Every entry in the listing below has to be transcribed exactly.

*** Opening of Given information ***

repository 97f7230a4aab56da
//! Sequential dispatch of planned invocations
//!
//! Every step runs, in order, whatever the previous step returned. The
//! reported status is the last step's.

use std::io::{self, Write};
use std::sync::Arc;

use tracing::{error, info, warn};

use crate::application::ApplicationResult;
use crate::domain::{DispatchReport, InvocationSpec, StepStatus};
use crate::exitcode;
use crate::infrastructure::traits::CommandRunner;

/// Runs invocation specs one at a time in the foreground.
pub struct DispatcherService {
    cmd: Arc<dyn CommandRunner>,
}

impl DispatcherService {
    /// Create a new dispatcher.
    pub fn new(cmd: Arc<dyn CommandRunner>) -> Self {
        Self { cmd }
    }

    /// Execute `specs` in order.
    ///
    /// When `verbose`, each invocation is echoed to `out` as `+ <argv>` followed
    /// by a blank line, and another blank line follows the step. Echo failures
    /// (e.g. a closed pipe) are logged and otherwise ignored. A step that
    /// cannot be started counts as status 127 (not found) or 126 (anything
    /// else) and dispatch carries on.
    pub fn run(
        &self,
        specs: &[InvocationSpec],
        verbose: bool,
        out: &mut dyn Write,
    ) -> ApplicationResult<DispatchReport> {
        let mut report = DispatchReport::default();

        for (n, spec) in specs.iter().enumerate() {
            if verbose {
                if let Err(e) = writeln!(out, "+ {spec}\n").and_then(|_| out.flush()) {
                    warn!("cannot echo invocation: {}", e);
                }
            }

            info!(step = n + 1, of = specs.len(), "running: {}", spec);
            let status = match self.cmd.run_foreground(spec.program(), spec.args()) {
                Ok(status) => status,
                Err(e) => {
                    error!("cannot run {}: {}", spec.program().to_string_lossy(), e);
                    spawn_failure_status(&e)
                }
            };
            info!(
                step = n + 1,
                status = status.code(),
                "finished: {}",
                spec.command().to_string_lossy()
            );

            report.executed += 1;
            report.status = status;

            if verbose {
                if let Err(e) = writeln!(out).and_then(|_| out.flush()) {
                    warn!("cannot echo step separator: {}", e);
                }
            }
        }

        Ok(report)
    }
}

fn spawn_failure_status(e: &io::Error) -> StepStatus {
    match e.kind() {
        io::ErrorKind::NotFound => StepStatus(exitcode::NOT_FOUND),
        _ => StepStatus(exitcode::CANNOT_EXECUTE),
    }
}
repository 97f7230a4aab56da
//! Infrastructure layer: I/O implementations and DI container
//!
//! This layer implements I/O boundary traits and wires up services.

pub mod di;
pub mod error;
pub mod traits;

pub use error::InfraError;
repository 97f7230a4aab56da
//! Domain layer: entities and planning logic
//!
//! This layer is independent of external concerns (no I/O, no CLI, no config loading).

pub mod entities;
pub mod error;
pub mod ordinal;
pub mod plan;

pub use entities::*;
pub use error::DomainError;
pub use ordinal::{OrdinalTable, UNKNOWN_ORDINAL};
pub use plan::{
    build_invocation_prefix, build_invocation_specs, expand_alias, resolve_file_reference,
    DirectoryListing, Resolution,
};

/// Expand `~` and environment variables in a path-like string.
///
/// Returns the input unchanged when a variable is undefined.
pub fn expand_env_vars(path: &str) -> String {
    shellexpand::full(path)
        .map(|s| s.into_owned())
        .unwrap_or_else(|_| path.to_string())
}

*** Close of Given information ***

• _Response to the task_
repository 97f7230a4aab56da
//! Sequential dispatch of planned invocations
//!
//! Every step runs, in order, whatever the previous step returned. The
//! reported status is the last step's.

use std::io::{self, Write};
use std::sync::Arc;

use tracing::{error, info, warn};

use crate::application::ApplicationResult;
use crate::domain::{DispatchReport, InvocationSpec, StepStatus};
use crate::exitcode;
use crate::infrastructure::traits::CommandRunner;

/// Runs invocation specs one at a time in the foreground.
pub struct DispatcherService {
    cmd: Arc<dyn CommandRunner>,
}

impl DispatcherService {
    /// Create a new dispatcher.
    pub fn new(cmd: Arc<dyn CommandRunner>) -> Self {
        Self { cmd }
    }

    /// Execute `specs` in order.
    ///
    /// When `verbose`, each invocation is echoed to `out` as `+ <argv>` followed
    /// by a blank line, and another blank line follows the step. Echo failures
    /// (e.g. a closed pipe) are logged and otherwise ignored. A step that
    /// cannot be started counts as status 127 (not found) or 126 (anything
    /// else) and dispatch carries on.
    pub fn run(
        &self,
        specs: &[InvocationSpec],
        verbose: bool,
        out: &mut dyn Write,
    ) -> ApplicationResult<DispatchReport> {
        let mut report = DispatchReport::default();

        for (n, spec) in specs.iter().enumerate() {
            if verbose {
                if let Err(e) = writeln!(out, "+ {spec}\n").and_then(|_| out.flush()) {
                    warn!("cannot echo invocation: {}", e);
                }
            }

            info!(step = n + 1, of = specs.len(), "running: {}", spec);
            let status = match self.cmd.run_foreground(spec.program(), spec.args()) {
                Ok(status) => status,
                Err(e) => {
                    error!("cannot run {}: {}", spec.program().to_string_lossy(), e);
                    spawn_failure_status(&e)
                }
            };
            info!(
                step = n + 1,
                status = status.code(),
                "finished: {}",
                spec.command().to_string_lossy()
            );

            report.executed += 1;
            report.status = status;

            if verbose {
                if let Err(e) = writeln!(out).and_then(|_| out.flush()) {
                    warn!("cannot echo step separator: {}", e);
                }
            }
        }

        Ok(report)
    }
}

fn spawn_failure_status(e: &io::Error) -> StepStatus {
    match e.kind() {
        io::ErrorKind::NotFound => StepStatus(exitcode::NOT_FOUND),
        _ => StepStatus(exitcode::CANNOT_EXECUTE),
    }
}
repository 97f7230a4aab56da
//! Infrastructure layer: I/O implementations and DI container
//!
//! This layer implements I/O boundary traits and wires up services.

pub mod di;
pub mod error;
pub mod traits;

pub use error::InfraError;
repository 97f7230a4aab56da
//! Domain layer: entities and planning logic
//!
//! This layer is independent of external concerns (no I/O, no CLI, no config loading).

pub mod entities;
pub mod error;
pub mod ordinal;
pub mod plan;

pub use entities::*;
pub use error::DomainError;
pub use ordinal::{OrdinalTable, UNKNOWN_ORDINAL};
pub use plan::{
    build_invocation_prefix, build_invocation_specs, expand_alias, resolve_file_reference,
    DirectoryListing, Resolution,
};

/// Expand `~` and environment variables in a path-like string.
///
/// Returns the input unchanged when a variable is undefined.
pub fn expand_env_vars(path: &str) -> String {
    shellexpand::full(path)
        .map(|s| s.into_owned())
        .unwrap_or_else(|_| path.to_string())
}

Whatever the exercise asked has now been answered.